// SPDX-License-Identifier: MPL-2.0
//! Application controller: playlist, media selection and transport hosting.

use crate::bus::{
    FullscreenChanged, MediaEnded, MediaItem, MediaLoaded, MediaSelected, MessageBus, Outbox,
    PlaylistUpdated, SetPlaybackCommand, SubscriberId,
};
use crate::playback::SharedPlaybackState;
use crate::presentation::PresentationHost;
use std::cell::RefCell;
use std::rc::Rc;

/// Surface currently hosting the transport bar.
#[derive(Debug, Clone, Copy, PartialEq, Eq, Default)]
pub enum TransportHost {
    #[default]
    Windowed,
    Fullscreen,
}

pub struct Application {
    state: SharedPlaybackState,
    host: Box<dyn PresentationHost>,
    playlist: Vec<MediaItem>,
    current: Option<usize>,
    auto_advance: bool,
    transport_host: TransportHost,
}

impl std::fmt::Debug for Application {
    fn fmt(&self, f: &mut std::fmt::Formatter<'_>) -> std::fmt::Result {
        f.debug_struct("Application")
            .field("playlist", &self.playlist.len())
            .field("current", &self.current)
            .field("auto_advance", &self.auto_advance)
            .field("transport_host", &self.transport_host)
            .finish_non_exhaustive()
    }
}

impl Application {
    #[must_use]
    pub fn new(
        state: SharedPlaybackState,
        host: Box<dyn PresentationHost>,
        auto_advance: bool,
    ) -> Self {
        Self {
            state,
            host,
            playlist: Vec::new(),
            current: None,
            auto_advance,
            transport_host: TransportHost::Windowed,
        }
    }

    /// Registers the bus handlers. Returns false if any were already registered.
    pub fn subscribe(app: &Rc<RefCell<Self>>, bus: &MessageBus, id: SubscriberId) -> bool {
        [
            bus.subscribe_weak::<PlaylistUpdated, _, _>(id, app, |a, m, _| {
                a.on_playlist_updated(m);
            }),
            bus.subscribe_weak::<MediaLoaded, _, _>(id, app, |a, m, out| {
                a.on_media_loaded(m, out);
            }),
            bus.subscribe_weak::<MediaEnded, _, _>(id, app, |a, _, out| a.on_media_ended(out)),
            bus.subscribe_weak::<FullscreenChanged, _, _>(id, app, |a, m, _| {
                a.on_fullscreen_changed(m);
            }),
        ]
        .into_iter()
        .all(|added| added)
    }

    // ---------------------------------------------------------------------
    // Queries
    // ---------------------------------------------------------------------

    #[must_use]
    pub fn playlist(&self) -> &[MediaItem] {
        &self.playlist
    }

    /// Index of the loaded entry, if it is still in the playlist.
    #[must_use]
    pub fn current_index(&self) -> Option<usize> {
        self.current
    }

    #[must_use]
    pub fn current_item(&self) -> Option<&MediaItem> {
        self.current.and_then(|i| self.playlist.get(i))
    }

    /// Surface currently hosting the transport bar.
    #[must_use]
    pub fn transport_host(&self) -> TransportHost {
        self.transport_host
    }

    #[must_use]
    pub fn auto_advance(&self) -> bool {
        self.auto_advance
    }

    pub fn set_auto_advance(&mut self, enabled: bool) {
        self.auto_advance = enabled;
    }

    // ---------------------------------------------------------------------
    // User input
    // ---------------------------------------------------------------------

    /// Replaces the playlist.
    pub fn set_playlist(&mut self, items: Vec<MediaItem>, out: &mut Outbox) {
        out.publish(PlaylistUpdated { items });
    }

    /// Requests the entry at `index`. Returns false if out of range.
    ///
    /// The selection only becomes current once the video surface confirms
    /// the load with `MediaLoaded`.
    pub fn select(&mut self, index: usize, out: &mut Outbox) -> bool {
        let Some(item) = self.playlist.get(index) else {
            return false;
        };
        out.publish(MediaSelected { item: item.clone() });
        true
    }

    /// Selects the following entry. Returns false at the end of the playlist.
    pub fn next(&mut self, out: &mut Outbox) -> bool {
        let index = self.current.map_or(0, |i| i + 1);
        self.select(index, out)
    }

    /// Selects the preceding entry. Returns false at the start of the playlist.
    pub fn previous(&mut self, out: &mut Outbox) -> bool {
        match self.current {
            Some(i) if i > 0 => self.select(i - 1, out),
            _ => false,
        }
    }

    /// Publishes `FullscreenChanged` with the opposite of the shared flag.
    pub fn toggle_fullscreen(&mut self, out: &mut Outbox) {
        let fullscreen = !self.state.read().is_fullscreen();
        out.publish(FullscreenChanged { fullscreen });
    }

    /// Leaves fullscreen (Escape). Does nothing when windowed.
    pub fn exit_fullscreen(&mut self, out: &mut Outbox) {
        if self.state.read().is_fullscreen() {
            out.publish(FullscreenChanged { fullscreen: false });
        }
    }

    // ---------------------------------------------------------------------
    // Bus handlers
    // ---------------------------------------------------------------------

    /// Keeps the current selection when the same path is still in the list.
    pub fn on_playlist_updated(&mut self, message: &PlaylistUpdated) {
        let current_path = self.current_item().map(|item| item.path.clone());
        self.playlist.clone_from(&message.items);
        self.current = current_path.and_then(|path| self.index_of(&path));
        tracing::debug!(
            items = self.playlist.len(),
            current = ?self.current,
            "playlist updated"
        );
    }

    /// Makes the loaded item current, titles the window and starts playback.
    pub fn on_media_loaded(&mut self, message: &MediaLoaded, out: &mut Outbox) {
        let item = &message.item;
        self.current = self.index_of(&item.path);
        self.state
            .update(|s| s.set_media(item.path.clone(), &item.title));
        tracing::info!(path = %item.path.display(), "media loaded");
        out.publish(SetPlaybackCommand { want_playing: true });
    }

    pub fn on_media_ended(&mut self, out: &mut Outbox) {
        if !self.auto_advance {
            return;
        }
        if !self.next(out) {
            tracing::debug!("end of playlist");
        }
    }

    /// Moves the transport bar between surfaces.
    ///
    /// Entering: attach to the fullscreen surface, then hide the windowed
    /// bar only once the attach succeeded. Leaving: clear the fullscreen
    /// surface, then show the windowed bar.
    pub fn on_fullscreen_changed(&mut self, message: &FullscreenChanged) {
        if message.fullscreen {
            if self.transport_host == TransportHost::Fullscreen {
                return;
            }
            match self.host.attach_fullscreen_transport() {
                Ok(()) => {
                    self.host.set_windowed_transport_visible(false);
                    self.transport_host = TransportHost::Fullscreen;
                }
                Err(err) => {
                    tracing::warn!(error = %err, "keeping windowed transport bar");
                }
            }
        } else {
            self.host.clear_fullscreen_transport();
            self.host.set_windowed_transport_visible(true);
            self.transport_host = TransportHost::Windowed;
        }
    }

    fn index_of(&self, path: &std::path::Path) -> Option<usize> {
        self.playlist.iter().position(|item| item.path == path)
    }
}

*-*-*

**Task**
The expected answer is a copy of each line in the listing above that contains "hosting".

**Response box**
//! Application controller: playlist, media selection and transport hosting.
/// Surface currently hosting the transport bar.
    /// Surface currently hosting the transport bar.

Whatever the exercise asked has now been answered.